# Task to carry out
Copy out the first line of the listing and every line after it, exactly, until you have copied the line containing "use std::sync::Arc;".

# Input

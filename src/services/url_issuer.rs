//! Access URL issuer: decorates listed records with a retrievable URL.
//!
//! The mode is fixed for the deployment. Static URLs never expire; signed
//! URLs are minted per read and stay valid for ten minutes.

use crate::services::{blob_store::BlobStore, error::GalleryResult};
use chrono::{Duration, Utc};
use std::sync::Arc;

pub const SIGNED_URL_TTL_SECS: i64 = 600;

#[derive(Clone)]
pub enum AccessUrlIssuer {
    /// `{base_url}/{key}`, e.g. `https://{bucket}.s3.{region}.amazonaws.com/{key}`.
    Public { base_url: String },
    /// Presigned by the blob store, read-only, one key.
    Signed { store: Arc<dyn BlobStore> },
}

impl AccessUrlIssuer {
    pub fn public(bucket: &str, store_domain: &str) -> Self {
        Self::public_with_base(format!("https://{}.{}", bucket, store_domain))
    }

    pub fn public_with_base(base_url: impl Into<String>) -> Self {
        let base_url = base_url.into().trim_end_matches('/').to_string();
        Self::Public { base_url }
    }

    pub fn signed(store: Arc<dyn BlobStore>) -> Self {
        Self::Signed { store }
    }

    pub fn is_signed(&self) -> bool {
        matches!(self, Self::Signed { .. })
    }

    pub fn issue(&self, key: &str) -> GalleryResult<String> {
        match self {
            Self::Public { base_url } => Ok(format!("{}/{}", base_url, key)),
            Self::Signed { store } => {
                store.presign_get(key, Utc::now() + Duration::seconds(SIGNED_URL_TTL_SECS))
            }
        }
    }
}

impl std::fmt::Debug for AccessUrlIssuer {
    fn fmt(&self, f: &mut std::fmt::Formatter<'_>) -> std::fmt::Result {
        match self {
            Self::Public { base_url } => {
                f.debug_struct("Public").field("base_url", base_url).finish()
            }
            Self::Signed { store } => f
                .debug_struct("Signed")
                .field("bucket", &store.bucket())
                .finish(),
        }
    }
}

#[cfg(test)]
mod tests {
    use super::*;
    use crate::services::{blob_store::MemoryBlobStore, error::GalleryError, signer::UrlSigner};
    use url::Url;

    #[test]
    fn public_urls_are_deterministic() {
        let issuer = AccessUrlIssuer::public("photos", "s3.eu-west-1.amazonaws.com");
        let url = issuer.issue("2025/cat.png").unwrap();
        assert_eq!(url, "https://photos.s3.eu-west-1.amazonaws.com/2025/cat.png");
        assert_eq!(issuer.issue("2025/cat.png").unwrap(), url);
        assert!(!issuer.is_signed());
    }

    #[test]
    fn trailing_slash_on_base_is_ignored() {
        let issuer = AccessUrlIssuer::public_with_base("http://cdn.local/");
        assert_eq!(issuer.issue("a.png").unwrap(), "http://cdn.local/a.png");
    }

    #[test]
    fn signed_urls_expire_ten_minutes_out() {
        let signer = UrlSigner::new(b"secret".to_vec(), "http://localhost:3000/objects").unwrap();
        let store = Arc::new(MemoryBlobStore::new("gallery").with_signer(signer));
        let issuer = AccessUrlIssuer::signed(store.clone());

        let before = Utc::now();
        let url = Url::parse(&issuer.issue("a.png").unwrap()).unwrap();
        let pairs: std::collections::HashMap<_, _> = url.query_pairs().into_owned().collect();
        let expires: i64 = pairs["expires"].parse().unwrap();
        let ttl = expires - before.timestamp();
        assert!((599..=601).contains(&ttl), "ttl was {}", ttl);

        store
            .verify_presigned("a.png", expires, &pairs["signature"])
            .unwrap();
        assert!(matches!(
            store.verify_presigned("b.png", expires, &pairs["signature"]),
            Err(GalleryError::InvalidSignature)
        ));
    }

    #[test]
    fn signed_mode_without_signer_fails() {
        let issuer = AccessUrlIssuer::signed(Arc::new(MemoryBlobStore::new("gallery")));
        assert!(matches!(
            issuer.issue("a.png"),
            Err(GalleryError::SigningUnavailable)
        ));
    }
}
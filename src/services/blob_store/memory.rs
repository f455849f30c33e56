//! In-process blob store keeping payloads in an ordered map.
//!
//! Enumerates in ascending key order like S3. The batch size can be lowered
//! below `MAX_BATCH_SIZE` to exercise multi-batch walks.

use super::{
    BlobEntry, BlobReader, BlobStore, ListBatch, ListBatchRequest, MAX_BATCH_SIZE, ensure_key_safe,
    select_batch,
};
use crate::services::{
    error::{GalleryError, GalleryResult},
    signer::UrlSigner,
};
use async_trait::async_trait;
use bytes::Bytes;
use chrono::{DateTime, Utc};
use futures::{StreamExt, stream};
use std::{
    collections::BTreeMap,
    io,
    sync::atomic::{AtomicUsize, Ordering},
};
use tokio::sync::RwLock;

#[derive(Debug)]
pub struct MemoryBlobStore {
    bucket: String,
    objects: RwLock<BTreeMap<String, (BlobEntry, Bytes)>>,
    batch_size: usize,
    list_calls: AtomicUsize,
    fail_listing_after: Option<usize>,
    fail_deletes: bool,
    signer: Option<UrlSigner>,
}

impl MemoryBlobStore {
    pub fn new(bucket: impl Into<String>) -> Self {
        Self {
            bucket: bucket.into(),
            objects: RwLock::new(BTreeMap::new()),
            batch_size: MAX_BATCH_SIZE,
            list_calls: AtomicUsize::new(0),
            fail_listing_after: None,
            fail_deletes: false,
            signer: None,
        }
    }

    #[cfg(test)]
    pub fn with_batch_size(mut self, batch_size: usize) -> Self {
        self.batch_size = batch_size.clamp(1, MAX_BATCH_SIZE);
        self
    }

    pub fn with_signer(mut self, signer: UrlSigner) -> Self {
        self.signer = Some(signer);
        self
    }

    /// Make every listing call after the first `calls` fail with a transport error.
    #[cfg(test)]
    pub fn with_listing_failure_after(mut self, calls: usize) -> Self {
        self.fail_listing_after = Some(calls);
        self
    }

    /// Make every delete fail with a transport error.
    #[cfg(test)]
    pub fn with_delete_failure(mut self) -> Self {
        self.fail_deletes = true;
        self
    }

    /// Number of `list_batch` calls served so far.
    #[cfg(test)]
    pub fn list_calls(&self) -> usize {
        self.list_calls.load(Ordering::SeqCst)
    }
}

#[async_trait]
impl BlobStore for MemoryBlobStore {
    fn bucket(&self) -> &str {
        &self.bucket
    }

    async fn list_batch(&self, request: ListBatchRequest) -> GalleryResult<ListBatch> {
        let call = self.list_calls.fetch_add(1, Ordering::SeqCst);
        if self.fail_listing_after.is_some_and(|limit| call >= limit) {
            return Err(GalleryError::ListingFailed(format!(
                "bucket `{}` unreachable",
                self.bucket
            )));
        }

        let request = ListBatchRequest {
            max_keys: request.max_keys.min(self.batch_size),
            ..request
        };
        let objects = self.objects.read().await;
        let (keys, next_continuation_token) =
            select_batch(objects.keys().map(String::as_str), &request)?;
        let entries = keys
            .into_iter()
            .filter_map(|key| objects.get(key).map(|(entry, _)| entry.clone()))
            .collect();

        Ok(ListBatch {
            entries,
            next_continuation_token,
        })
    }

    async fn exists(&self, key: &str) -> GalleryResult<bool> {
        Ok(self.objects.read().await.contains_key(key))
    }

    async fn put_if_absent(
        &self,
        key: &str,
        _content_type: &str,
        content: Bytes,
    ) -> GalleryResult<BlobEntry> {
        ensure_key_safe(key)?;
        let mut objects = self.objects.write().await;
        if objects.contains_key(key) {
            return Err(GalleryError::DuplicateKey(key.to_string()));
        }
        let entry = BlobEntry {
            key: key.to_string(),
            size_bytes: content.len() as i64,
            last_modified: Utc::now(),
        };
        objects.insert(key.to_string(), (entry.clone(), content));
        Ok(entry)
    }

    async fn get(&self, key: &str) -> GalleryResult<BlobReader> {
        let objects = self.objects.read().await;
        let (entry, content) = objects
            .get(key)
            .cloned()
            .ok_or_else(|| GalleryError::ObjectNotFound(key.to_string()))?;
        Ok(BlobReader {
            entry,
            body: stream::once(async move { Ok::<_, io::Error>(content) }).boxed(),
        })
    }

    async fn delete(&self, key: &str) -> GalleryResult<bool> {
        if self.fail_deletes {
            return Err(GalleryError::Io(io::Error::other(format!(
                "bucket `{}` refused delete",
                self.bucket
            ))));
        }
        Ok(self.objects.write().await.remove(key).is_some())
    }

    fn presign_get(&self, key: &str, expires_at: DateTime<Utc>) -> GalleryResult<String> {
        self.signer
            .as_ref()
            .ok_or(GalleryError::SigningUnavailable)?
            .presign(key, expires_at)
    }

    fn verify_presigned(&self, key: &str, expires: i64, signature: &str) -> GalleryResult<()> {
        self.signer
            .as_ref()
            .ok_or(GalleryError::SigningUnavailable)?
            .verify(key, expires, signature, Utc::now())
    }

    async fn probe(&self) -> GalleryResult<()> {
        Ok(())
    }
}
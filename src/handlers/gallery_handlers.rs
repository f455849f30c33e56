//! HTTP handlers for the gallery: page listing, upload, delete and download.
//! Storage and listing concerns are delegated to `GalleryService`.

use crate::{
    errors::AppError,
    models::{
        object::NewObject,
        page::{GalleryPage, PageRequest},
    },
    services::gallery_service::{GalleryService, SignedAccess},
};
use axum::{
    Json,
    body::Body,
    extract::{Multipart, Path, Query, State},
    http::{HeaderValue, StatusCode, header},
    response::{IntoResponse, Response},
};
use serde::Deserialize;
use serde_json::json;

pub const DEFAULT_PAGE_SIZE: i64 = 10;

/// Query params accepted by `GET /api/images`.
#[derive(Debug, Deserialize)]
pub struct ListImagesQuery {
    pub page: Option<i64>,
    pub size: Option<i64>,
    pub search: Option<String>,
}

/// Query params carried by signed download URLs.
#[derive(Debug, Deserialize)]
pub struct DownloadQuery {
    pub expires: Option<i64>,
    pub signature: Option<String>,
}

/// `GET /api/images?page=&size=&search=`: one page plus pagination totals.
pub async fn list_images(
    State(service): State<GalleryService>,
    Query(q): Query<ListImagesQuery>,
) -> Result<Json<GalleryPage>, AppError> {
    let request = PageRequest::new(
        q.page.unwrap_or(1),
        q.size.unwrap_or(DEFAULT_PAGE_SIZE),
        q.search,
    )?;
    let page = service.page(&request).await?;
    Ok(Json(page))
}

/// `POST /api/images`: multipart form with a `file` part and an optional `description`.
pub async fn upload_image(
    State(service): State<GalleryService>,
    mut multipart: Multipart,
) -> Result<impl IntoResponse, AppError> {
    let mut file = None;
    let mut description = None;

    while let Some(field) = multipart
        .next_field()
        .await
        .map_err(|err| AppError::bad_request(format!("malformed upload: {}", err)))?
    {
        let name = field.name().map(str::to_string);
        match name.as_deref() {
            Some("file") => {
                let key = field.file_name().map(str::to_string).unwrap_or_default();
                let content_type = field.content_type().map(str::to_string);
                let content = field
                    .bytes()
                    .await
                    .map_err(|err| AppError::bad_request(format!("reading file: {}", err)))?;
                file = Some((key, content_type, content));
            }
            Some("description") => {
                let text = field
                    .text()
                    .await
                    .map_err(|err| AppError::bad_request(format!("reading description: {}", err)))?;
                description = Some(text);
            }
            _ => {}
        }
    }

    let (key, content_type, content) =
        file.ok_or_else(|| AppError::bad_request("Upload failed: missing `file` part"))?;
    let record = service
        .upload(NewObject {
            key,
            content_type,
            description,
            content,
        })
        .await?;

    Ok((
        StatusCode::CREATED,
        Json(json!({
            "message": "File uploaded successfully!",
            "key": record.key,
        })),
    ))
}

/// `DELETE /api/images/{*key}`: remove blob and metadata; unknown keys succeed.
pub async fn delete_image(
    State(service): State<GalleryService>,
    Path(key): Path<String>,
) -> Result<impl IntoResponse, AppError> {
    let outcome = service.delete(&key).await?;
    Ok(Json(json!({
        "message": "Deleted successfully!",
        "blobRemoved": outcome.blob_removed,
        "metadataRemoved": outcome.metadata_removed,
    })))
}

/// `GET /objects/{*key}`: stream the payload; signed deployments check the URL signature.
pub async fn download_object(
    State(service): State<GalleryService>,
    Path(key): Path<String>,
    Query(q): Query<DownloadQuery>,
) -> Result<Response, AppError> {
    let access = match (q.expires, q.signature) {
        (Some(expires), Some(signature)) => Some(SignedAccess { expires, signature }),
        _ => None,
    };
    let download = service.open_object(&key, access).await?;
    let size_bytes = download.reader.entry.size_bytes.max(0);

    let mut response = Response::new(Body::from_stream(download.reader.body));
    let headers = response.headers_mut();
    headers.insert(
        header::CONTENT_TYPE,
        HeaderValue::from_str(&download.content_type)
            .unwrap_or_else(|_| HeaderValue::from_static("application/octet-stream")),
    );
    headers.insert(header::CONTENT_LENGTH, HeaderValue::from(size_bytes));
    *response.status_mut() = StatusCode::OK;
    Ok(response)
}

# Output of the task
filename src/services/url_issuer.rs
//! Access URL issuer: decorates listed records with a retrievable URL.
//!
//! The mode is fixed for the deployment. Static URLs never expire; signed
//! URLs are minted per read and stay valid for ten minutes.

use crate::services::{blob_store::BlobStore, error::GalleryResult};
use chrono::{Duration, Utc};
use std::sync::Arc;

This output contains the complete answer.